Payroll taxes are slated to automatically go up five-fold in the spring to replenish Minnesota’s unemployment trust fund, but Republican lawmakers have begun lobbying Gov. Tim Walz and Democrats to instead repay the debt by tapping into the state’s projected $7.7 billion surplus or unspent federal pandemic relief dollars.
Before the COVID-19 pandemic hit, the state’s unemployment trust fund had a $1.5 billion surplus. But then businesses paused or closed, employees lost jobs and unemployment applications went through the roof, with more applications in the first two-and-a-half months of the pandemic than in the previous four years.
The state burned through its surplus, depleted the fund by July 2020, and had a $1.4 billion deficit by spring of this year, the Reformer reported in May.
Minnesota moved quickly during the early days of the pandemic to get checks out to gig workers and newly eligible self-employed workers, with much of the unemployment money coming from the feds to extend benefits, add federal payments and include more workers.
Dozens of other states’ unemployment systems crashed under the strain. In Florida, hundreds of people stood in lines just to get a paper application for unemployment benefits. Rather than make it difficult for people to get benefits, Walz signed an executive order so unemployed people could begin getting benefits quickly and not have to wait a week.
Minnesota is one of 22 states that borrowed money from the feds to keep benefits flowing, and is among 10 states with debt left to pay, with the fifth-largest debt remaining as of Tuesday, according to U.S. Treasury data.
The system is designed so states repay the money over time as the economy recovers. The loans were interest-free until September, when a 2.3% interest rate kicked in.
By law, the money is repaid by employers through payroll taxes, unless lawmakers take action. Ohio and Nevada officials used federal pandemic relief dollars to pay off their loans before interest began accruing. Ohio Republican Gov. Mike DeWine said the move would help avoid an increase in payroll taxes.
The base unemployment tax rate is .1% on every paycheck for all taxpaying employers, but that’s expected to increase to .5% next year. An additional assessment on that base rate — a tax on a tax, essentially — is also expected to go up by 14% next year.
House Republican leaders sent a letter to Walz on Nov. 23 urging him to use the state’s surplus or more than $1 billion in unspent American Rescue Plan funds to cover the debt, saying almost 30 states have used federal relief funds to avoid or reduce payroll tax hikes.
“Having survived prolonged closures and nearly two years of uncertainty, Minnesota’s small businesses continue to face new challenges as we struggle to move past the pandemic,” they wrote. “This is the rainy day for which our state has diligently prepared.”
Walz on Tuesday would not say if he would use federal money to repay the debt, saying only “we’ll fix it.”
The Minnesota Chamber of Commerce is also pushing for the state to use its own funds to pay off the loan.
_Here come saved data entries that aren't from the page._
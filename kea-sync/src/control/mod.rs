//! Kea control API: command envelopes, responses and the client seam.
//!
//! The synchronizer only talks to servers through [`ControlApi`], so tests can
//! drive it with an in-memory fake while [`client::KeaClient`] speaks HTTPS to
//! the Control Agent.

pub mod client;

use std::fmt;
use std::path::Path;

use kea_config_core::{ConfigDocument, DhcpFamily};
use serde::Serialize;
use serde_json::{Map, Value};

use crate::credentials::Credential;
use crate::error::SyncError;

pub use client::{ControlOptions, HttpConnector, KeaClient};

/// Daemon a command is addressed to.
#[derive(Debug, Clone, Copy, PartialEq, Eq, Hash, Serialize)]
pub enum Subsystem {
    #[serde(rename = "ctrl-agent")]
    ControlAgent,
    #[serde(rename = "dhcp4")]
    Dhcp4,
    #[serde(rename = "dhcp6")]
    Dhcp6,
}

impl Subsystem {
    /// Probe order for liveness checks.
    pub const ALL: [Subsystem; 3] = [Subsystem::ControlAgent, Subsystem::Dhcp4, Subsystem::Dhcp6];

    pub fn name(self) -> &'static str {
        match self {
            Subsystem::ControlAgent => "ctrl-agent",
            Subsystem::Dhcp4 => "dhcp4",
            Subsystem::Dhcp6 => "dhcp6",
        }
    }

    /// Value for the `service` list; the Control Agent handles commands without one.
    pub fn service(self) -> Option<&'static str> {
        match self {
            Subsystem::ControlAgent => None,
            other => Some(other.name()),
        }
    }
}

impl From<DhcpFamily> for Subsystem {
    fn from(family: DhcpFamily) -> Self {
        match family {
            DhcpFamily::Dhcp4 => Subsystem::Dhcp4,
            DhcpFamily::Dhcp6 => Subsystem::Dhcp6,
        }
    }
}

impl fmt::Display for Subsystem {
    fn fmt(&self, f: &mut fmt::Formatter<'_>) -> fmt::Result {
        f.write_str(self.name())
    }
}

/// Request body posted to the Control Agent.
#[derive(Debug, Clone, PartialEq, Serialize)]
pub struct Command {
    pub command: &'static str,
    #[serde(skip_serializing_if = "Vec::is_empty")]
    pub service: Vec<&'static str>,
    #[serde(skip_serializing_if = "Option::is_none")]
    pub arguments: Option<Value>,
}

impl Command {
    pub fn new(command: &'static str, target: Subsystem) -> Self {
        Self {
            command,
            service: target.service().into_iter().collect(),
            arguments: None,
        }
    }

    pub fn with_arguments(mut self, arguments: Value) -> Self {
        self.arguments = Some(arguments);
        self
    }
}

/// One `{result, text, arguments}` answer.
#[derive(Debug, Clone, PartialEq)]
pub struct CommandResult {
    pub code: i64,
    pub text: String,
    pub arguments: Value,
}

impl CommandResult {
    pub fn success(text: impl Into<String>) -> Self {
        Self {
            code: 0,
            text: text.into(),
            arguments: Value::Null,
        }
    }

    pub fn is_success(&self) -> bool {
        self.code == 0
    }

    /// Parse a response body: a list of per-service answers (first one wins) or a bare answer.
    pub fn from_response(body: &Value) -> Option<Self> {
        let answer = match body {
            Value::Array(items) => items.first()?,
            other => other,
        };
        let object = answer.as_object()?;
        Some(Self {
            code: object.get("result")?.as_i64()?,
            text: object
                .get("text")
                .and_then(Value::as_str)
                .unwrap_or_default()
                .to_string(),
            arguments: object.get("arguments").cloned().unwrap_or(Value::Null),
        })
    }
}

/// Parsed `status-get` answer.
#[derive(Debug, Clone, PartialEq, Eq)]
pub struct Status {
    pub pid: Option<u64>,
    pub uptime: Option<i64>,
}

impl Status {
    pub fn from_arguments(arguments: &Value) -> Self {
        Self {
            pid: arguments.get("pid").and_then(Value::as_u64),
            uptime: arguments.get("uptime").and_then(Value::as_i64),
        }
    }
}

/// Operations the synchronizer needs from one server.
pub trait ControlApi {
    /// `status-get` against `target`. Any failure, including a non-zero result, is `Connectivity`.
    fn status(&self, target: Subsystem) -> Result<Status, SyncError>;

    /// `config-get` for `family`, parsed into a document without its `hash`.
    fn config_get(&self, family: DhcpFamily) -> Result<ConfigDocument, SyncError>;

    /// `config-set` with the whole document. A non-zero result is returned, not raised.
    fn config_set(&self, document: &ConfigDocument) -> Result<CommandResult, SyncError>;

    /// `config-write` of the running configuration to `path` on the server.
    fn config_write(&self, family: DhcpFamily, path: &Path) -> Result<CommandResult, SyncError>;
}

/// Builds a [`ControlApi`] for one host.
pub trait Connector {
    type Api: ControlApi;

    fn connect(&self, host: &str, credential: &Credential) -> Result<Self::Api, SyncError>;
}

/// Arguments of a `config-write` command.
pub(crate) fn write_arguments(path: &Path) -> Value {
    let mut args = Map::new();
    args.insert(
        "filename".to_string(),
        Value::String(path.display().to_string()),
    );
    Value::Object(args)
}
“An enormous budget surplus and overflowing government coffers is not the time to ask the public for more money,” Chamber President Doug Loon said in a press release.
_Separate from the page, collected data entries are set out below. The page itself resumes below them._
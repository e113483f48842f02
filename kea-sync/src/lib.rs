//! Reconcile IPAM inventory into live Kea DHCP servers.
//!
//! An inventory (service bindings, interfaces, addresses, prefixes and typed
//! relationship edges) describes which devices run DHCP, which subnets they
//! serve and which gateway, DNS and NTP addresses belong to each subnet. This
//! crate turns that into Kea `subnet4`/`subnet6` lists, merges them into the
//! configuration each server is running, and pushes the result back through
//! the Kea Control Agent.
//!
//! # Architecture
//!
//! ## Inventory
//!
//! - [`inventory`]: The [`inventory::Inventory`] query trait and a file-backed snapshot
//! - [`discovery`]: Find DHCP servers (UDP/67 bindings) and their interfaces
//! - [`prefix`]: Resolve a prefix to gateways, DNS/NTP servers and pools
//! - [`subnets`]: Build Kea subnet entries with shared ids and pool ranges
//!
//! ## Control
//!
//! - [`credentials`]: Per-host control API logins
//! - [`control`]: Command envelopes, the [`control::ControlApi`] seam and the HTTPS client
//! - [`sync`]: The per-server reconciliation state machine and run report
//!
//! ## Support
//!
//! - [`settings`]: `kea-sync.toml` loading with defaults
//! - [`report`]: Terminal rendering of runs, listings and diffs
//! - [`error`]: [`error::SyncError`] and its [`error::ErrorKind`] taxonomy
//!
//! # Examples
//!
//! ```ignore
//! use kea_sync::control::{ControlOptions, HttpConnector};
//! use kea_sync::credentials::CredentialStore;
//! use kea_sync::inventory::Snapshot;
//! use kea_sync::sync::Synchronizer;
//!
//! let inventory = Snapshot::load("inventory.json".as_ref())?;
//! let credentials = CredentialStore::load("credentials.toml".as_ref())?;
//! let connector = HttpConnector::new(ControlOptions::default());
//!
//! let report = Synchronizer::new(&inventory, &credentials, connector).run()?;
//! println!("failed servers: {}", report.failed_servers());
//! ```
//!
//! # Built on kea-config-core
//!
//! Document typing, parsing and structural diffing of Kea JSON live in
//! `kea-config-core`. Everything that knows about the inventory or the control
//! API is in this crate.

pub mod control;
pub mod credentials;
pub mod discovery;
pub mod error;
pub mod inventory;
pub mod prefix;
pub mod report;
pub mod settings;
pub mod subnets;
pub mod sync;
Senate Democrats responded with a statement saying the fiscally responsible approach is to have employers pay their fair share, rather than have workers sacrifice to give profitable corporations a tax break — including some that have posted record-breaking profits during the pandemic.
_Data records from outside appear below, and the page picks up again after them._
//! Per-server reconciliation of live Kea configuration against the inventory.
//!
//! Each discovered server walks `Discovered -> ConnectionEstablished ->
//! LivenessVerified -> ConfigFetched -> ConfigMerged -> Submitted -> Persisted`.
//! A failure before submission aborts that server only; submission and
//! persistence are tracked per family so one family failing never blocks the
//! other.

mod outcome;

use std::collections::BTreeSet;
use std::path::Path;

use kea_config_core::{
    diff_with_options, kea_key_fields, ConfigDocument, DhcpFamily, DiffEntry, DiffOptions,
    DocumentError, Subnet,
};
use tracing::{error, info, warn};

use crate::control::{CommandResult, Connector, ControlApi, Subsystem};
use crate::credentials::CredentialStore;
use crate::discovery::{dhcp_service_bindings, resolve_server};
use crate::error::{FailureReport, SyncError};
use crate::inventory::{Inventory, ServiceBinding};
use crate::settings::PersistSettings;
use crate::subnets::build_subnets;

pub use outcome::{FamilyOutcome, FamilyState, RunReport, ServerOutcome, SyncMode, SyncStage};

/// Drives every DHCP server of an inventory to its desired configuration.
pub struct Synchronizer<'a, I: ?Sized, C> {
    inventory: &'a I,
    credentials: &'a CredentialStore,
    connector: C,
    persist: PersistSettings,
    mode: SyncMode,
}

impl<'a, I, C> Synchronizer<'a, I, C>
where
    I: Inventory + ?Sized,
    C: Connector,
{
    pub fn new(inventory: &'a I, credentials: &'a CredentialStore, connector: C) -> Self {
        Self {
            inventory,
            credentials,
            connector,
            persist: PersistSettings::default(),
            mode: SyncMode::Apply,
        }
    }

    pub fn with_persist(mut self, persist: PersistSettings) -> Self {
        self.persist = persist;
        self
    }

    pub fn with_mode(mut self, mode: SyncMode) -> Self {
        self.mode = mode;
        self
    }

    /// Reconcile every server in discovery order.
    ///
    /// Only a failure to enumerate DHCP services is returned as an error; every
    /// per-server failure is captured in the report.
    pub fn run(&self) -> Result<RunReport, SyncError> {
        let services = dhcp_service_bindings(self.inventory)?;
        info!(servers = services.len(), mode = ?self.mode, "starting sync run");

        let servers: Vec<ServerOutcome> = services
            .into_iter()
            .map(|service| self.sync_server(service))
            .collect();

        let report = RunReport {
            mode: self.mode,
            servers,
        };
        info!(
            servers = report.servers.len(),
            failed = report.failed_servers(),
            "sync run finished"
        );
        Ok(report)
    }

    /// Reconcile a single server. Never fails; the outcome carries any error.
    pub fn sync_server(&self, service: ServiceBinding) -> ServerOutcome {
        let mut outcome = ServerOutcome::new(service.device.clone());
        if let Err(err) = self.drive(service, &mut outcome) {
            error!(
                server = %outcome.server,
                stage = ?outcome.stage,
                kind = %err.kind(),
                error = %err,
                "server sync aborted"
            );
            outcome.fail(&err);
        }
        outcome
    }

    fn drive(&self, service: ServiceBinding, outcome: &mut ServerOutcome) -> Result<(), SyncError> {
        let server = resolve_server(self.inventory, service)?;
        outcome.interfaces = server.interfaces.iter().cloned().collect();
        outcome.advance(SyncStage::Discovered);

        let credential = self.credentials.resolve(&server.device)?;
        let api = self.connector.connect(&server.device, &credential)?;
        outcome.advance(SyncStage::ConnectionEstablished);

        for subsystem in Subsystem::ALL {
            let status = api.status(subsystem)?;
            info!(server = %server.device, subsystem = %subsystem, pid = ?status.pid, "subsystem alive");
        }
        outcome.advance(SyncStage::LivenessVerified);

        let live = DhcpFamily::ALL
            .into_iter()
            .map(|family| api.config_get(family))
            .collect::<Result<Vec<_>, _>>()?;
        outcome.advance(SyncStage::ConfigFetched);

        let subnets = build_subnets(self.inventory, &server)?;
        let desired: Vec<ConfigDocument> = live
            .iter()
            .map(|doc| {
                merge_document(
                    doc,
                    &server.interfaces,
                    subnets.for_family(doc.family).to_vec(),
                )
            })
            .collect();
        outcome.advance(SyncStage::ConfigMerged);

        if self.mode == SyncMode::Plan {
            for (current, next) in live.iter().zip(&desired) {
                let changes = plan_changes(current, next)?;
                info!(
                    server = %server.device,
                    family = %next.family,
                    changes = changes.len(),
                    "planned configuration"
                );
                outcome.record(next.family, FamilyState::Planned { changes });
            }
            outcome.documents = desired;
            return Ok(());
        }

        let mut submitted = Vec::new();
        for document in &desired {
            match submit(&api, document) {
                Ok(()) => {
                    info!(server = %server.device, family = %document.family, "configuration submitted");
                    submitted.push(document.family);
                }
                Err(err) => {
                    warn!(server = %server.device, family = %document.family, error = %err, "config-set failed");
                    outcome.record(
                        document.family,
                        FamilyState::SubmitFailed {
                            failure: FailureReport::from(&err),
                        },
                    );
                }
            }
        }
        outcome.advance(SyncStage::Submitted);

        for family in submitted {
            let path = self.persist.path(family);
            match persist(&api, family, path) {
                Ok(()) => {
                    info!(server = %server.device, family = %family, path = %path.display(), "configuration persisted");
                    outcome.record(
                        family,
                        FamilyState::Persisted {
                            path: path.to_path_buf(),
                        },
                    );
                }
                Err(err) => {
                    warn!(server = %server.device, family = %family, error = %err, "config-write failed");
                    outcome.record(
                        family,
                        FamilyState::PersistFailed {
                            failure: FailureReport::from(&err),
                        },
                    );
                }
            }
        }
        outcome.families.sort_by_key(|f| f.family);
        if outcome
            .families
            .iter()
            .any(|f| matches!(f.state, FamilyState::Persisted { .. }))
        {
            outcome.advance(SyncStage::Persisted);
        }
        outcome.documents = desired;
        Ok(())
    }
}

/// Copy of `live` listening on `interfaces` and serving exactly `subnets`.
pub fn merge_document(
    live: &ConfigDocument,
    interfaces: &BTreeSet<String>,
    subnets: Vec<Subnet>,
) -> ConfigDocument {
    let mut merged = live.clone();
    merged.set_interfaces(interfaces.iter().cloned());
    merged.replace_subnets(subnets);
    merged
}

/// Structural changes `desired` makes to `live`, keyed like Kea's own lists.
pub fn plan_changes(
    live: &ConfigDocument,
    desired: &ConfigDocument,
) -> Result<Vec<DiffEntry>, SyncError> {
    let family = desired.family;
    let document_error = |source: DocumentError| SyncError::Document { family, source };
    let left = live.to_root().map_err(document_error)?;
    let right = desired.to_root().map_err(document_error)?;
    let options = DiffOptions {
        key_fields: kea_key_fields(),
        root: family.root_key().to_string(),
        ..DiffOptions::default()
    };
    Ok(diff_with_options(&left, &right, &options))
}

fn submit<A: ControlApi>(api: &A, document: &ConfigDocument) -> Result<(), SyncError> {
    let result = api.config_set(document)?;
    check(document.family, "config-set", result)
}

fn persist<A: ControlApi>(
    api: &A,
    family: DhcpFamily,
    path: &Path,
) -> Result<(), SyncError> {
    let result = api.config_write(family, path)?;
    check(family, "config-write", result)
}

fn check(family: DhcpFamily, command: &'static str, result: CommandResult) -> Result<(), SyncError> {
    if result.is_success() {
        Ok(())
    } else {
        Err(SyncError::Submission {
            family,
            command,
            code: result.code,
            text: result.text,
        })
    }
}

#[cfg(test)]
mod tests;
“These funds are meant for our recovery, not to enhance corporate profits,” they wrote. “As COVID-19 rates reach alarming heights in our state, and with the discovery of the new omicron variant, it is all too likely that we will encounter further COVID-19 related expenses in the near future.”
Republicans also said the state should beef up its unemployment fraud prevention in the Department of Employment and Economic Development, which Democrats called a cynical suggestion.
“Rather than making it even harder for workers to claim their earned benefits, we should prioritize closing the tax gap in our state and asking our most profitable companies to pay their fair share,” Democrats wrote.
The state’s legislative auditor is reviewing the unemployment program, with results expected in the spring.